--- START ---

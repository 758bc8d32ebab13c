use vm_ses::{
  harden, ClassKind, GcObject, Heap, HeapLimits, ObjectFlags, PropertyDescriptor,
  PropertyKind, TerminationReason, Value, VmError,
};

fn heap() -> Heap {
  Heap::new(HeapLimits::new(1024 * 1024, 1024 * 1024))
}

fn link(heap: &mut Heap, from: GcObject, name: &str, to: Value) -> Result<(), VmError> {
  let mut scope = heap.scope();
  scope.push_root(Value::Object(from));
  scope.push_root(to);
  let key = scope.heap_mut().intern(name)?;
  scope.define_property(from, key, PropertyDescriptor::data(to))?;
  Ok(())
}

fn is_hardened(heap: &Heap, obj: GcObject) -> Result<bool, VmError> {
  Ok(heap.object_flags(obj)?.has(ObjectFlags::HARDENED))
}

#[test]
fn harden_passes_primitives_through_unchanged() -> Result<(), VmError> {
  let mut heap = heap();
  let mut scope = heap.scope();

  for value in [
    Value::Undefined,
    Value::Null,
    Value::Bool(true),
    Value::Int(42),
    Value::CodePoint('x'),
    Value::Float(1.5),
  ] {
    assert_eq!(harden(&mut scope, value)?, value);
  }
  Ok(())
}

#[test]
fn harden_freezes_the_whole_reachable_graph() -> Result<(), VmError> {
  let mut heap = heap();
  let (root, nested, proto) = {
    let mut scope = heap.scope();
    let proto = scope.alloc_object(ClassKind::Ordinary, None)?;
    scope.push_root(Value::Object(proto));
    let root = scope.alloc_object(ClassKind::Ordinary, Some(proto))?;
    scope.push_root(Value::Object(root));
    let nested = scope.alloc_object(ClassKind::Ordinary, None)?;
    scope.push_root(Value::Object(nested));
    scope.heap_mut().add_root(Value::Object(root));
    (root, nested, proto)
  };
  link(&mut heap, root, "a", Value::Int(1))?;
  link(&mut heap, root, "nested", Value::Object(nested))?;
  link(&mut heap, nested, "b", Value::Int(2))?;

  let mut scope = heap.scope();
  let result = harden(&mut scope, Value::Object(root))?;
  assert_eq!(result, Value::Object(root));

  for obj in [root, nested, proto] {
    assert!(scope.is_frozen(obj)?, "every reachable object is frozen");
    assert!(is_hardened(scope.heap(), obj)?);
  }

  // Primitive property values are untouched.
  let key_a = scope.heap_mut().intern("a")?;
  let desc = scope.ordinary_get_own_property(root, key_a)?.unwrap();
  match desc.kind {
    PropertyKind::Data { value, .. } => assert_eq!(value, Value::Int(1)),
    PropertyKind::Accessor { .. } => panic!("expected data"),
  }
  Ok(())
}

#[test]
fn harden_reaches_accessor_getters_and_setters() -> Result<(), VmError> {
  let mut heap = heap();
  let (root, getter, setter) = {
    let mut scope = heap.scope();
    let root = scope.alloc_object(ClassKind::Ordinary, None)?;
    scope.push_root(Value::Object(root));
    let getter = scope.alloc_object(ClassKind::Ordinary, None)?;
    scope.push_root(Value::Object(getter));
    let setter = scope.alloc_object(ClassKind::Ordinary, None)?;
    scope.push_root(Value::Object(setter));
    let key = scope.heap_mut().intern("acc")?;
    scope.define_property(
      root,
      key,
      PropertyDescriptor {
        enumerable: true,
        configurable: true,
        kind: PropertyKind::Accessor {
          get: Value::Object(getter),
          set: Value::Object(setter),
        },
      },
    )?;
    scope.heap_mut().add_root(Value::Object(root));
    (root, getter, setter)
  };

  let mut scope = heap.scope();
  harden(&mut scope, Value::Object(root))?;
  for obj in [root, getter, setter] {
    assert!(scope.is_frozen(obj)?);
    assert!(is_hardened(scope.heap(), obj)?);
  }
  Ok(())
}

#[test]
fn circular_graphs_harden_in_finite_time() -> Result<(), VmError> {
  let mut heap = heap();
  let (a, b) = {
    let mut scope = heap.scope();
    let a = scope.alloc_object(ClassKind::Ordinary, None)?;
    scope.push_root(Value::Object(a));
    let b = scope.alloc_object(ClassKind::Ordinary, None)?;
    scope.push_root(Value::Object(b));
    scope.heap_mut().add_root(Value::Object(a));
    (a, b)
  };
  link(&mut heap, b, "a", Value::Object(a))?;
  link(&mut heap, a, "b", Value::Object(b))?;

  let mut scope = heap.scope();
  harden(&mut scope, Value::Object(a))?;
  assert!(scope.is_frozen(a)? && scope.is_frozen(b)?);
  assert!(is_hardened(scope.heap(), a)? && is_hardened(scope.heap(), b)?);
  Ok(())
}

#[test]
fn harden_is_idempotent() -> Result<(), VmError> {
  let mut heap = heap();
  let root = {
    let mut scope = heap.scope();
    let root = scope.alloc_object(ClassKind::Ordinary, None)?;
    scope.heap_mut().add_root(Value::Object(root));
    root
  };
  link(&mut heap, root, "a", Value::Int(1))?;

  let mut scope = heap.scope();
  let once = harden(&mut scope, Value::Object(root))?;
  let twice = harden(&mut scope, once)?;
  assert_eq!(once, twice);
  assert!(scope.is_frozen(root)?);
  Ok(())
}

#[test]
fn hardened_objects_are_unreachable_for_mutation() -> Result<(), VmError> {
  let mut heap = heap();
  let root = {
    let mut scope = heap.scope();
    let root = scope.alloc_object(ClassKind::Ordinary, None)?;
    scope.heap_mut().add_root(Value::Object(root));
    root
  };
  link(&mut heap, root, "a", Value::Int(1))?;

  let key_a = heap.intern("a")?;
  let key_new = heap.intern("fresh")?;
  let mut scope = heap.scope();
  harden(&mut scope, Value::Object(root))?;

  assert!(!scope.create_data_property(root, key_new, Value::Int(2))?);
  assert!(!scope.ordinary_define_own_property(
    root,
    key_a,
    vm_ses::PropertyDescriptorPatch {
      value: Some(Value::Int(9)),
      ..Default::default()
    },
  )?);
  assert!(!scope.ordinary_delete(root, key_a)?);
  Ok(())
}

#[test]
fn a_failed_harden_rolls_back_every_tentative_stamp() -> Result<(), VmError> {
  // A heap sized so the traversal workspace cannot be charged for the whole graph: harden
  // must fail with out-of-memory partway and clear every HARDENED stamp it set.
  let mut heap = Heap::new(HeapLimits::new(24 * 1024, 24 * 1024));

  let mut objects = Vec::new();
  let root = {
    let mut scope = heap.scope();
    let root = scope.alloc_object(ClassKind::Ordinary, None)?;
    scope.heap_mut().add_root(Value::Object(root));
    root
  };
  objects.push(root);

  // A long chain: every link is reachable from the root.
  let mut tail = root;
  for i in 0..64 {
    let next = {
      let mut scope = heap.scope();
      let next = scope.alloc_object(ClassKind::Ordinary, None)?;
      scope.heap_mut().add_root(Value::Object(next));
      next
    };
    link(&mut heap, tail, &format!("n{i}"), Value::Object(next))?;
    objects.push(next);
    tail = next;
  }

  // Exhaust the remaining budget with rooted padding.
  loop {
    let mut scope = heap.scope();
    match scope.alloc_string(&"p".repeat(64)) {
      Ok(s) => {
        let root_id = scope.heap_mut().add_root(Value::String(s));
        let _ = root_id;
      }
      Err(VmError::Termination(TerminationReason::OutOfMemory)) => break,
      Err(other) => return Err(other),
    }
  }

  let mut scope = heap.scope();
  let err = harden(&mut scope, Value::Object(root));
  assert!(matches!(
    err,
    Err(VmError::Termination(TerminationReason::OutOfMemory))
  ));

  // Rollback: no object anywhere in the graph keeps a HARDENED stamp.
  for obj in &objects {
    assert!(
      !is_hardened(scope.heap(), *obj)?,
      "rollback must clear tentative HARDENED stamps"
    );
  }
  Ok(())
}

--- END ---

* [Directions]
Among the entries above, locate the lines containing "fn harden_passes_primitives_through_unchanged() ->" and "let (root, getter, setter)", and transcribe exactly those two lines and all lines between.

* [Exercise solution]
fn harden_passes_primitives_through_unchanged() -> Result<(), VmError> {
  let mut heap = heap();
  let mut scope = heap.scope();

  for value in [
    Value::Undefined,
    Value::Null,
    Value::Bool(true),
    Value::Int(42),
    Value::CodePoint('x'),
    Value::Float(1.5),
  ] {
    assert_eq!(harden(&mut scope, value)?, value);
  }
  Ok(())
}

#[test]
fn harden_freezes_the_whole_reachable_graph() -> Result<(), VmError> {
  let mut heap = heap();
  let (root, nested, proto) = {
    let mut scope = heap.scope();
    let proto = scope.alloc_object(ClassKind::Ordinary, None)?;
    scope.push_root(Value::Object(proto));
    let root = scope.alloc_object(ClassKind::Ordinary, Some(proto))?;
    scope.push_root(Value::Object(root));
    let nested = scope.alloc_object(ClassKind::Ordinary, None)?;
    scope.push_root(Value::Object(nested));
    scope.heap_mut().add_root(Value::Object(root));
    (root, nested, proto)
  };
  link(&mut heap, root, "a", Value::Int(1))?;
  link(&mut heap, root, "nested", Value::Object(nested))?;
  link(&mut heap, nested, "b", Value::Int(2))?;

  let mut scope = heap.scope();
  let result = harden(&mut scope, Value::Object(root))?;
  assert_eq!(result, Value::Object(root));

  for obj in [root, nested, proto] {
    assert!(scope.is_frozen(obj)?, "every reachable object is frozen");
    assert!(is_hardened(scope.heap(), obj)?);
  }

  // Primitive property values are untouched.
  let key_a = scope.heap_mut().intern("a")?;
  let desc = scope.ordinary_get_own_property(root, key_a)?.unwrap();
  match desc.kind {
    PropertyKind::Data { value, .. } => assert_eq!(value, Value::Int(1)),
    PropertyKind::Accessor { .. } => panic!("expected data"),
  }
  Ok(())
}

#[test]
fn harden_reaches_accessor_getters_and_setters() -> Result<(), VmError> {
  let mut heap = heap();
  let (root, getter, setter) = {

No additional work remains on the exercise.